■ **PROMPT**
Reproduce each record exactly.

■ **INPUT DATA**

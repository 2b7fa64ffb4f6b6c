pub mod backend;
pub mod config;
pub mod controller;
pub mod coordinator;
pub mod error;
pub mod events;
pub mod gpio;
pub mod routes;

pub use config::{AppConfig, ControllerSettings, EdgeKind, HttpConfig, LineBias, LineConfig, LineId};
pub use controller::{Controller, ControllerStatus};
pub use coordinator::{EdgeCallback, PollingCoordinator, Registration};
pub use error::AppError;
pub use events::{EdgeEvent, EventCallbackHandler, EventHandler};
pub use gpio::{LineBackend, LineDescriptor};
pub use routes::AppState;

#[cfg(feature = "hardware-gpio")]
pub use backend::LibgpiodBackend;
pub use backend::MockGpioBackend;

■ **RESPONSE AREA**
repository 2b7fa64ffb4f6b6c
pub mod backend;
pub mod config;
pub mod controller;
pub mod coordinator;
pub mod error;
pub mod events;
pub mod gpio;
pub mod routes;

pub use config::{AppConfig, ControllerSettings, EdgeKind, HttpConfig, LineBias, LineConfig, LineId};
pub use controller::{Controller, ControllerStatus};
pub use coordinator::{EdgeCallback, PollingCoordinator, Registration};
pub use error::AppError;
pub use events::{EdgeEvent, EventCallbackHandler, EventHandler};
pub use gpio::{LineBackend, LineDescriptor};
pub use routes::AppState;

#[cfg(feature = "hardware-gpio")]
pub use backend::LibgpiodBackend;
pub use backend::MockGpioBackend;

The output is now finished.